(Saved entries)
Start of Block
#![forbid(unsafe_code)]
//! In-place engineered quicksort driven by compare/swap callbacks.
//!
//! The algorithm is the Bentley–McIlroy three-way quicksort: median-of-three
//! pivots (ninther above 40 items), fat partitioning around equal keys and an
//! insertion sort below 7 items. It is not stable and has a quadratic worst
//! case on adversarial input.

use std::cmp::Ordering;

const INSERTION_CUTOFF: usize = 7;
const NINTHER_CUTOFF: usize = 40;

/// Index space a sort can permute.
pub trait SortTarget {
    /// Compares the items at positions `a` and `b`.
    fn compare(&mut self, a: usize, b: usize) -> Ordering;
    /// Exchanges the items at positions `a` and `b`.
    fn swap(&mut self, a: usize, b: usize);
}

/// Adapts shared state plus two plain callbacks into a [`SortTarget`].
pub struct Callbacks<S, C, W> {
    state: S,
    compare: C,
    swap: W,
}

impl<S, C, W> Callbacks<S, C, W>
where
    C: FnMut(&S, usize, usize) -> Ordering,
    W: FnMut(&mut S, usize, usize),
{
    /// Bundles `state` with its compare and swap callbacks.
    pub fn new(state: S, compare: C, swap: W) -> Self {
        Self {
            state,
            compare,
            swap,
        }
    }

    /// Returns the state after sorting.
    pub fn into_state(self) -> S {
        self.state
    }
}

impl<S, C, W> SortTarget for Callbacks<S, C, W>
where
    C: FnMut(&S, usize, usize) -> Ordering,
    W: FnMut(&mut S, usize, usize),
{
    fn compare(&mut self, a: usize, b: usize) -> Ordering {
        (self.compare)(&self.state, a, b)
    }

    fn swap(&mut self, a: usize, b: usize) {
        (self.swap)(&mut self.state, a, b)
    }
}

/// Sorts positions `0..n` of `target` ascending.
pub fn sort<T: SortTarget + ?Sized>(n: usize, target: &mut T) {
    if n > 1 {
        quicksort(target, 0, n);
    }
}

/// Sorts a callback-described index space of `n` items and returns the state.
pub fn sort_with<S, C, W>(n: usize, state: S, compare: C, swap: W) -> S
where
    C: FnMut(&S, usize, usize) -> Ordering,
    W: FnMut(&mut S, usize, usize),
{
    let mut target = Callbacks::new(state, compare, swap);
    sort(n, &mut target);
    target.into_state()
}

fn med3<T: SortTarget + ?Sized>(t: &mut T, a: usize, b: usize, c: usize) -> usize {
    if t.compare(a, b) == Ordering::Less {
        if t.compare(b, c) == Ordering::Less {
            b
        } else if t.compare(a, c) == Ordering::Less {
            c
        } else {
            a
        }
    } else if t.compare(b, c) == Ordering::Greater {
        b
    } else if t.compare(a, c) == Ordering::Greater {
        c
    } else {
        a
    }
}

fn vecswap<T: SortTarget + ?Sized>(t: &mut T, i: usize, j: usize, n: usize) {
    for k in 0..n {
        t.swap(i + k, j + k);
    }
}

fn insertion<T: SortTarget + ?Sized>(t: &mut T, a: usize, n: usize) {
    for pm in a + 1..a + n {
        let mut pl = pm;
        while pl > a && t.compare(pl - 1, pl) == Ordering::Greater {
            t.swap(pl, pl - 1);
            pl -= 1;
        }
    }
}

fn quicksort<T: SortTarget + ?Sized>(t: &mut T, mut a: usize, mut n: usize) {
    loop {
        if n < INSERTION_CUTOFF {
            insertion(t, a, n);
            return;
        }

        let mut pm = a + n / 2;
        if n > INSERTION_CUTOFF {
            let mut pl = a;
            let mut pn = a + n - 1;
            if n > NINTHER_CUTOFF {
                let d = n / 8;
                pl = med3(t, pl, pl + d, pl + 2 * d);
                pm = med3(t, pm - d, pm, pm + d);
                pn = med3(t, pn - 2 * d, pn - d, pn);
            }
            pm = med3(t, pl, pm, pn);
        }
        t.swap(a, pm);

        // pivot lives at `a`; [a+1, pa) and (pd, end) collect pivot-equal items
        let mut pa = a + 1;
        let mut pb = a + 1;
        let mut pc = a + n - 1;
        let mut pd = a + n - 1;
        loop {
            while pb <= pc {
                match t.compare(pb, a) {
                    Ordering::Greater => break,
                    Ordering::Equal => {
                        t.swap(pa, pb);
                        pa += 1;
                    }
                    Ordering::Less => {}
                }
                pb += 1;
            }
            while pb <= pc {
                match t.compare(pc, a) {
                    Ordering::Less => break,
                    Ordering::Equal => {
                        t.swap(pc, pd);
                        pd -= 1;
                    }
                    Ordering::Greater => {}
                }
                pc -= 1;
            }
            if pb > pc {
                break;
            }
            t.swap(pb, pc);
            pb += 1;
            pc -= 1;
        }

        let end = a + n;
        let s = (pa - a).min(pb - pa);
        vecswap(t, a, pb - s, s);
        let s = (pd - pc).min(end - pd - 1);
        vecswap(t, pb, end - s, s);

        let left = pb - pa;
        let right = pd - pc;
        if left <= right {
            if left > 1 {
                quicksort(t, a, left);
            }
            if right <= 1 {
                return;
            }
            a = end - right;
            n = right;
        } else {
            if right > 1 {
                quicksort(t, end - right, right);
            }
            if left <= 1 {
                return;
            }
            n = left;
        }
    }
}

/// Sorts a mutable slice through the engine; used by tests and benches.
pub fn sort_slice_by<T, F>(items: &mut [T], mut cmp: F)
where
    F: FnMut(&T, &T) -> Ordering,
{
    struct SliceTarget<'a, T, F> {
        items: &'a mut [T],
        cmp: &'a mut F,
    }
    impl<T, F: FnMut(&T, &T) -> Ordering> SortTarget for SliceTarget<'_, T, F> {
        fn compare(&mut self, a: usize, b: usize) -> Ordering {
            (self.cmp)(&self.items[a], &self.items[b])
        }
        fn swap(&mut self, a: usize, b: usize) {
            self.items.swap(a, b);
        }
    }
    let n = items.len();
    let mut target = SliceTarget {
        items,
        cmp: &mut cmp,
    };
    sort(n, &mut target);
}
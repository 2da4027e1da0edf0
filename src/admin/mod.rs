#![forbid(unsafe_code)]

//! Buffer file administration utilities.
//!
//! Offline checks and reports over serialized buffer files, used by the
//! `flatval` binary.

mod error;
mod stats;
mod verify;

/// Error types for administrative operations.
pub use error::{AdminError, Result};

/// Header and content statistics of a buffer file.
pub use stats::{stats, FileSection, HeaderSection, StatsReport};

/// Buffer file integrity verification.
///
/// Validates the buffer and, at the full level, re-probes every stored key
/// through the reader's lookup path.
pub use verify::{verify, VerifyCounts, VerifyFinding, VerifyLevel, VerifyReport, VerifySeverity};
#![allow(missing_docs)]

use flatval::{
    format::{tag, Cell, Header, HEADER_LEN, VERSION},
    validate, FlatError, OpenOptions, Reader, ValidationError, Value, ValueKind, ValueRef, Writer,
    WriterOptions,
};
use proptest::prelude::*;

fn sample() -> Value {
    Value::Map(vec![
        (Value::from("name"), Value::from("sensor-7")),
        (Value::from("reading"), Value::I64(-40)),
        (
            Value::from("history"),
            Value::Vector(vec![Value::U16(3), Value::F32(2.5), Value::from("x")]),
        ),
        (
            Value::from("labels"),
            Value::Set(vec![Value::from("hot"), Value::from("cold")]),
        ),
    ])
}

fn unchecked(value: &Value) -> Vec<u8> {
    Writer::with_options(WriterOptions::default().checksum(false))
        .serialize(value)
        .expect("serialize")
}

fn read_u32(buf: &[u8], off: usize) -> u32 {
    u32::from_le_bytes(buf[off..off + 4].try_into().unwrap())
}

fn write_u32(buf: &mut [u8], off: usize, v: u32) {
    buf[off..off + 4].copy_from_slice(&v.to_le_bytes());
}

/// Walks everything reachable through the public reader surface.
fn read_everything(reader: &Reader, v: ValueRef) -> flatval::Result<()> {
    match v.kind() {
        ValueKind::String => {
            reader.str(v)?;
        }
        ValueKind::BitVector => {
            let bits = reader.bitvector(v)?;
            bits.iter().count();
            bits.hash_64();
        }
        ValueKind::PrimVector | ValueKind::Vector => {
            for item in reader.iter(v)? {
                read_everything(reader, item?)?;
            }
        }
        ValueKind::Map | ValueKind::Set => {
            for entry in reader.entries(v)? {
                let (key, value) = entry?;
                read_everything(reader, key)?;
                if let Some(value) = value {
                    read_everything(reader, value)?;
                }
            }
        }
        _ => {
            reader.scalar(v)?;
        }
    }
    let _ = reader.hash(v);
    Ok(())
}

#[test]
fn truncated_buffers_are_rejected() {
    let buf = unchecked(&sample());
    for len in [0, 7, HEADER_LEN - 1, HEADER_LEN, buf.len() - 1] {
        let err = validate(&buf[..len]).unwrap_err();
        assert!(matches!(err, ValidationError::BadHeader(_)), "len {len}: {err}");
    }
}

#[test]
fn offsets_past_the_end_are_rejected() {
    let mut buf = unchecked(&Value::from("payload"));
    let near_end = buf.len() as u32 - 2;
    write_u32(&mut buf, 20, near_end);
    assert!(matches!(validate(&buf), Err(ValidationError::OutOfRange { .. })));

    let mut buf = unchecked(&Value::from("payload"));
    let record = read_u32(&buf, 20) as usize;
    write_u32(&mut buf, record, u32::MAX);
    assert!(matches!(validate(&buf), Err(ValidationError::OutOfRange { .. })));
}

#[test]
fn oversized_vector_lengths_are_rejected() {
    let mut buf = unchecked(&Value::Vector(vec![Value::U8(1), Value::U8(2)]));
    let record = read_u32(&buf, 20) as usize;
    write_u32(&mut buf, record + 4, u32::MAX);
    assert!(matches!(validate(&buf), Err(ValidationError::OutOfRange { .. })));
}

#[test]
fn tampered_hashes_are_rejected() {
    let mut buf = unchecked(&Value::Set(vec![Value::from("a"), Value::from("b")]));
    let record = read_u32(&buf, 20) as usize;
    let capacity = read_u32(&buf, record + 8) as usize;
    let slot = (0..capacity)
        .find(|s| read_u32(&buf, record + 12 + capacity * 4 + s * 8) != tag::UNUSED_SLOT)
        .expect("occupied slot");
    let hash_at = record + 12 + slot * 4;
    let stored = read_u32(&buf, hash_at);
    write_u32(&mut buf, hash_at, stored ^ 0x8000_0000);
    assert!(matches!(
        validate(&buf),
        Err(ValidationError::MalformedHashTable { .. })
    ));
}

#[test]
fn unknown_tags_and_foreign_byte_order_are_rejected() {
    let mut buf = unchecked(&Value::U8(1));
    write_u32(&mut buf, 16, 77);
    assert!(matches!(
        validate(&buf),
        Err(ValidationError::UnknownTag { tag: 77, .. })
    ));

    let mut buf = unchecked(&Value::U8(1));
    buf.swap(6, 7);
    assert_eq!(
        validate(&buf),
        Err(ValidationError::BadHeader("foreign byte order"))
    );
}

#[test]
fn unhashable_keys_are_rejected() {
    // one-element set at 32 whose element is a plain vector stored right after it
    let vector_at: u32 = 32 + 12 + 8 * 4 + 8 * 8;
    let mut rec = Vec::new();
    rec.extend_from_slice(&0u32.to_le_bytes());
    rec.extend_from_slice(&1u32.to_le_bytes());
    rec.extend_from_slice(&8u32.to_le_bytes());
    rec.extend_from_slice(&[0u8; 8 * 4]);
    for slot in 0..8 {
        let cell = if slot == 0 {
            Cell::new(tag::VECTOR_VALUE, vector_at)
        } else {
            Cell::new(tag::UNUSED_SLOT, 0)
        };
        cell.put(&mut rec);
    }
    rec.extend_from_slice(&1u32.to_le_bytes());
    rec.extend_from_slice(&0u32.to_le_bytes());
    let mut buf = vec![0u8; HEADER_LEN];
    buf.extend_from_slice(&rec);
    Header {
        version: VERSION,
        flags: 0,
        n_containers: 2,
        root: Cell::new(tag::SET, 32),
        checksum: 0,
        total_len: buf.len() as u32,
    }
    .encode(&mut buf);
    assert_eq!(
        validate(&buf),
        Err(ValidationError::UnhashableKey { offset: 32 })
    );
}

#[test]
fn nesting_limit_is_configurable() {
    let mut value = Value::U8(0);
    for _ in 0..10 {
        value = Value::Vector(vec![value]);
    }
    let buf = Writer::new().serialize(&value).unwrap();
    let err = OpenOptions::default()
        .max_depth(4)
        .open_bytes(buf.clone())
        .unwrap_err();
    assert!(matches!(
        err,
        FlatError::Validation(ValidationError::TooDeep { limit: 4, .. })
    ));
    assert!(OpenOptions::default().open_bytes(buf).is_ok());
}

#[test]
fn checksums_catch_payload_damage() {
    let mut buf = Writer::new().serialize(&sample()).unwrap();
    let mid = HEADER_LEN + (buf.len() - HEADER_LEN) / 2;
    buf[mid] ^= 0x10;
    assert!(matches!(
        Reader::from_bytes(buf.clone()),
        Err(FlatError::Validation(ValidationError::Checksum { .. }))
    ));
    // without the checksum the damage may or may not be structural
    let _ = OpenOptions::default().verify_checksum(false).open_bytes(buf);
}

proptest! {
    #![proptest_config(ProptestConfig::with_cases(512))]

    #[test]
    fn random_damage_never_escapes_the_buffer(
        edits in proptest::collection::vec((any::<prop::sample::Index>(), any::<u8>()), 1..4)
    ) {
        let mut buf = unchecked(&sample());
        for (at, byte) in &edits {
            let i = at.index(buf.len());
            buf[i] = *byte;
        }
        if let Ok(reader) = Reader::from_bytes(buf) {
            let root = reader.root().unwrap();
            prop_assert!(read_everything(&reader, root).is_ok());
        }
    }
}
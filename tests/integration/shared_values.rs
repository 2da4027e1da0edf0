#![allow(missing_docs)]

use std::cmp::Ordering;

use flatval::{
    format::{tag, Cell, Header, HEADER_LEN, VERSION},
    validate,
    value::hash::{self, SeqHasher},
    FlatError, Number, Reader, Value,
};

const DEPTH: u32 = 40;

fn put(rec: &mut Vec<u8>, v: u32) {
    rec.extend_from_slice(&v.to_le_bytes());
}

fn finish(records: &[u8], n_containers: u32, root: Cell) -> Vec<u8> {
    let mut buf = vec![0u8; HEADER_LEN];
    buf.extend_from_slice(records);
    Header {
        version: VERSION,
        flags: 0,
        n_containers,
        root,
        checksum: 0,
        total_len: buf.len() as u32,
    }
    .encode(&mut buf);
    buf
}

/// Hashable vectors where level 0 holds `leaf` and level `k` holds level
/// `k - 1` twice, so the expanded tree has `2^depth` leaves. Records start
/// at `base` and take container ids `first_id..=first_id + depth`.
///
/// Returns the record bytes, the offset of the top level and its hash.
fn doubling_chain(base: u32, first_id: u32, depth: u32, leaf: u8) -> (Vec<u8>, u32, u32) {
    let mut rec = Vec::new();
    put(&mut rec, first_id);
    put(&mut rec, 1);
    Cell::new(tag::U8, leaf as u32).put(&mut rec);
    let mut h = SeqHasher::new();
    h.push(hash::number(Number::UInt(leaf as u64)));
    let mut level_hash = h.finish();
    let mut top = base;
    for k in 1..=depth {
        let below = top;
        top = base + rec.len() as u32;
        put(&mut rec, first_id + k);
        put(&mut rec, 2);
        Cell::new(tag::VECTOR_VALUE_HASHABLE, below).put(&mut rec);
        Cell::new(tag::VECTOR_VALUE_HASHABLE, below).put(&mut rec);
        let mut h = SeqHasher::new();
        h.push(level_hash);
        h.push(level_hash);
        level_hash = h.finish();
    }
    (rec, top, level_hash)
}

/// A one-element set at offset 32 whose element is the top of a doubling
/// chain.
fn set_of_chain(depth: u32) -> (Vec<u8>, u32) {
    let set_len = 12 + 8 * 4 + 8 * 8;
    let (chain, top, top_hash) = doubling_chain(32 + set_len, 1, depth, 7);
    let home = top_hash & 7;
    let mut rec = Vec::new();
    put(&mut rec, 0);
    put(&mut rec, 1);
    put(&mut rec, 8);
    for slot in 0..8 {
        put(&mut rec, if slot == home { top_hash } else { 0 });
    }
    for slot in 0..8 {
        let cell = if slot == home {
            Cell::new(tag::VECTOR_VALUE_HASHABLE, top)
        } else {
            Cell::new(tag::UNUSED_SLOT, 0)
        };
        cell.put(&mut rec);
    }
    rec.extend_from_slice(&chain);
    (finish(&rec, depth + 2, Cell::new(tag::SET, 32)), top_hash)
}

#[test]
fn shared_set_keys_validate_in_linear_time() {
    let (buf, top_hash) = set_of_chain(DEPTH);
    let summary = validate(&buf).unwrap();
    assert_eq!(summary.n_sets, 1);
    assert_eq!(summary.n_vectors, DEPTH as u64 + 1);
    // root, its key, two visits per doubling level, the leaf
    assert_eq!(summary.n_values, 2 + 2 * DEPTH as u64 + 1);

    let reader = Reader::from_bytes(buf).unwrap();
    let root = reader.root().unwrap();
    let (key, _) = reader.entries(root).unwrap().next().unwrap().unwrap();
    assert_eq!(reader.hash(key).unwrap(), top_hash);
    assert!(reader.set_contains(root, key).unwrap());
    let half = reader.slice(key, 0, 1).unwrap();
    assert!(!reader.set_contains(root, half).unwrap());
}

#[test]
fn corrupted_shared_key_hash_is_still_detected() {
    let (mut buf, top_hash) = set_of_chain(DEPTH);
    let slot_hash_at = HEADER_LEN + 12 + (top_hash & 7) as usize * 4;
    buf[slot_hash_at..slot_hash_at + 4].copy_from_slice(&(top_hash ^ 1).to_le_bytes());
    assert!(matches!(
        Reader::from_bytes(buf),
        Err(FlatError::Validation(_))
    ));
}

#[test]
fn shared_structures_compare_without_expanding() {
    let chain_len = 16 + 24 * DEPTH;
    let base = 32 + 8 + 3 * 8;
    let (a, a_top, _) = doubling_chain(base, 1, DEPTH, 7);
    let (b, b_top, _) = doubling_chain(base + chain_len, DEPTH + 2, DEPTH, 7);
    let (c, c_top, _) = doubling_chain(base + 2 * chain_len, 2 * DEPTH + 3, DEPTH, 9);
    let mut rec = Vec::new();
    put(&mut rec, 0);
    put(&mut rec, 3);
    for top in [a_top, b_top, c_top] {
        Cell::new(tag::VECTOR_VALUE_HASHABLE, top).put(&mut rec);
    }
    rec.extend_from_slice(&a);
    rec.extend_from_slice(&b);
    rec.extend_from_slice(&c);
    let buf = finish(
        &rec,
        3 * DEPTH + 4,
        Cell::new(tag::VECTOR_VALUE_HASHABLE, 32),
    );

    let reader = Reader::from_bytes(buf).unwrap();
    let root = reader.root().unwrap();
    let a = reader.vector_item(root, 0).unwrap();
    let b = reader.vector_item(root, 1).unwrap();
    let c = reader.vector_item(root, 2).unwrap();
    assert_ne!(reader.container_id(a).unwrap(), reader.container_id(b).unwrap());
    assert!(reader.eq(a, b).unwrap());
    assert_eq!(reader.compare(a, b).unwrap(), Ordering::Equal);
    assert_eq!(reader.hash(a).unwrap(), reader.hash(b).unwrap());
    assert!(!reader.eq(a, c).unwrap());
    assert_eq!(reader.compare(a, c).unwrap(), Ordering::Less);
    assert_eq!(reader.compare(c, b).unwrap(), Ordering::Greater);
    assert!(!reader.eq_value(a, &Value::Vector(vec![])).unwrap());
}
End of Block
YOUR TASK: Your task is to find every line above containing the word "ValueRef" and copy it.

RESPONSE TO THE EXERCISE:
    validate, FlatError, OpenOptions, Reader, ValidationError, Value, ValueKind, ValueRef, Writer,
fn read_everything(reader: &Reader, v: ValueRef) -> flatval::Result<()> {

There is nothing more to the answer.